On a toujours considéré que Les Demoiselles d’Avignon, de 1907, est le tableau avec lequel Picasso est entré pleinement dans la modernité, celui qui marque un avant et un après tant dans sa carrière picturale que dans l’histoire de l’art universel. Cependant, la nouvelle exposition de Musée Reina Sofiale dernier de cette Année Picasso qui commémore le cinquantième anniversaire de la mort de l’artiste, contredit cette idée répandue, comme le souligne son titre : Picasso 1906. La grande transformation.
« Les Demoiselles d’Avignon ont été exagérées quant à leur contribution à la modernité », déclare le commissaire de l’exposition, Eugenio Carmona, dans des déclarations à l’Efe. Selon lui, c’est en 1906 que Picasso transforme la notion de « nu » en celle de « corps » et donne un rôle pertinent au masculin.
Plus de 120 œuvres provenant de collections privées et de musées comme le MoMA, le MET, le Louvre et le Prado composent l’exposition, qui s’ouvre ce mardi et peut être visitée du mercredi 15 novembre au 4 mars.
Les rois d’Espagne, Felipe et Letizia, ont inauguré ce mardi l’exposition, centrée sur cette année 1906 où a eu lieu la première contribution de Picasso à la modernité de l’art, et qui a également reflète la sensibilité homoérotique de l’artiste.

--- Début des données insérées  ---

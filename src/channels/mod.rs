//! # Notification channels
//!
//! Delivery of a single alert to the channels named by its policy.
//!
//! - **`ChannelSender`**: asynchronous delivery (email, SMS, Slack, Teams).
//! - **`ErrorTracker`**: synchronous capture (Sentry). It also receives
//!   channel failures and cooldown suppression signals.
//! - **`ChannelRegistry`**: the kind-to-implementation map. Adding a channel
//!   is a registration.
//! - **`ChannelDispatcher`**: concurrent fan-out that tolerates individual
//!   failures.

use std::sync::Arc;

pub mod dispatcher;
pub mod email;
pub mod error;
pub mod sentry;
pub mod sms;
pub mod template;
pub mod traits;
pub mod webhook;

pub use dispatcher::{ChannelDispatcher, ChannelHandle, ChannelOutcome, ChannelRegistry, DispatchReport};
pub use error::ChannelError;
pub use traits::{CaptureReport, ChannelSender, ErrorTracker};

use self::{
    email::EmailChannel, sentry::SentryTracker, sms::SmsChannel, template::TemplateService,
    webhook::WebhookChannel,
};
use crate::{
    http_client::HttpClientPool,
    models::{ChannelKind, channel::ChannelsConfig},
};

impl ChannelRegistry {
    /// Builds a registry with one implementation per configured channel.
    ///
    /// The Sentry tracker is registered only when `sentry` is configured; the
    /// caller owns the client guard returned by `init_sentry`.
    pub async fn from_config(
        config: &ChannelsConfig,
        client_pool: &HttpClientPool,
    ) -> Result<Self, ChannelError> {
        let templates = Arc::new(TemplateService::new());
        let mut registry = ChannelRegistry::new();

        if let Some(email) = &config.email {
            registry.register(ChannelKind::Email, Arc::new(EmailChannel::new(email, templates.clone())?));
        }
        if let Some(sms) = &config.sms {
            let client = client_pool.get_or_create(&sms.retry_policy).await?;
            registry.register(ChannelKind::Sms, Arc::new(SmsChannel::new(sms, client, templates.clone())?));
        }
        if let Some(slack) = &config.slack {
            let client = client_pool.get_or_create(&slack.retry_policy).await?;
            registry.register(ChannelKind::Slack, Arc::new(WebhookChannel::slack(slack, client, templates.clone())));
        }
        if let Some(teams) = &config.teams {
            let client = client_pool.get_or_create(&teams.retry_policy).await?;
            registry.register(ChannelKind::Teams, Arc::new(WebhookChannel::teams(teams, client, templates.clone())));
        }
        if config.sentry.is_some() {
            registry.register_tracker(Arc::new(SentryTracker));
        }

        tracing::info!(
            channels = ?registry.kinds().map(ChannelKind::as_str).collect::<Vec<_>>(),
            "Notification channels registered."
        );
        Ok(registry)
    }
}

#[cfg(test)]
mod tests {
    use url::Url;

    use super::*;
    use crate::{
        config::HttpRetryConfig,
        models::channel::{SentryConfig, SlackConfig, TeamsConfig},
    };

    #[tokio::test]
    async fn test_registry_from_config_registers_configured_channels() {
        let retry = HttpRetryConfig::default();
        let config = ChannelsConfig {
            slack: Some(SlackConfig {
                slack_url: Url::parse("https://hooks.slack.com/services/T/B/X").unwrap(),
                message: None,
                retry_policy: retry.clone(),
            }),
            teams: Some(TeamsConfig {
                teams_url: Url::parse("https://example.webhook.office.com/x").unwrap(),
                message: None,
                retry_policy: HttpRetryConfig { max_retries: 1, ..retry },
            }),
            sentry: Some(SentryConfig {
                dsn: "https://key@o0.ingest.sentry.io/0".into(),
                environment: None,
                traces_sample_rate: 0.0,
            }),
            ..Default::default()
        };
        let pool = HttpClientPool::new();

        let registry = ChannelRegistry::from_config(&config, &pool).await.unwrap();

        assert!(matches!(registry.get(&ChannelKind::Slack), Some(ChannelHandle::Deliver(_))));
        assert!(matches!(registry.get(&ChannelKind::Teams), Some(ChannelHandle::Deliver(_))));
        assert!(matches!(registry.get(&ChannelKind::Sentry), Some(ChannelHandle::Capture(_))));
        assert!(registry.get(&ChannelKind::Email).is_none());
        assert!(registry.tracker().is_some());
        assert_eq!(pool.len().await, 2);
    }
}
//! Storage backends for policies, cooldown markers, history and counters.

pub mod error;
pub mod memory;
pub mod redis;
pub mod sqlite;
pub mod traits;

pub use memory::InMemoryKeyValueStore;
pub use self::redis::{RedisKeyValueStore, RedisStoreConfig};
pub use sqlite::SqlitePolicyStore;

Pour la première fois dans l’œuvre de Picasso, la présence de l’homoérotisme est décisive et les peintures que l’on peut voir dans l’exposition sont pleines de « vitalisme esthétique » et d’un rapport au corps avec « bienveillance érotique », dit Carmona.
Une époque où la relation de l’artiste avec les hommes homosexuels qui assument leur condition « n’est pas anecdotique ». Puis et plus tard à d’autres époques, Picasso convertit les figures masculines en figures féminines et vice versa « en un clin d’œil », ce qui montre que Le « fluide de genre » est chez l’artiste.
Selon le nouveau directeur du musée Reina Sofía, Manuel Ségadecette exposition qui « génère une nouvelle interprétation de l’apport de Picasso à la modernité » permet de « relire tout ce qui vient après », y compris Guernica et d’autres pièces de l’artiste présentes dans la collection du musée.
Il estime également que cette exposition clôt le cinquantième anniversaire de la mort de l’artiste d’une manière « tout à fait unique » car, bien qu’elle soit la dernière, « c’est la première », car elle traite de moment où Picasso a généré son propre langage. « A cette époque, les jeunes artistes en avaient assez de la culture visuelle générée au XIXe siècle », explique Segade. De plus, l’histoire de l’art commençait alors en tant que discipline, et les jeunes créateurs comprenaient que « Cela n’avait aucun sens de peindre comme Velázquez parce qu’il était insurpassable ». Alors ils se sont lancés dans explorer « d’autres répertoires et d’autres cultures visuelles ».
Picasso en est un exemple clair : « Il commença à s’intéresser à l’art étrusque, à l’art primitif, aux hautes cultures égyptiennes, mésopotamiennes ou au premier roman catalan ». Toutes ces cultures et ces manières d’appréhender le corps l’amènent à « donner un tournant complet au statut de la peinture à cette époque », et il fait que « plusieurs styles coexistent dans le même tableau, quelque chose de très particulier et de jamais vu auparavant ».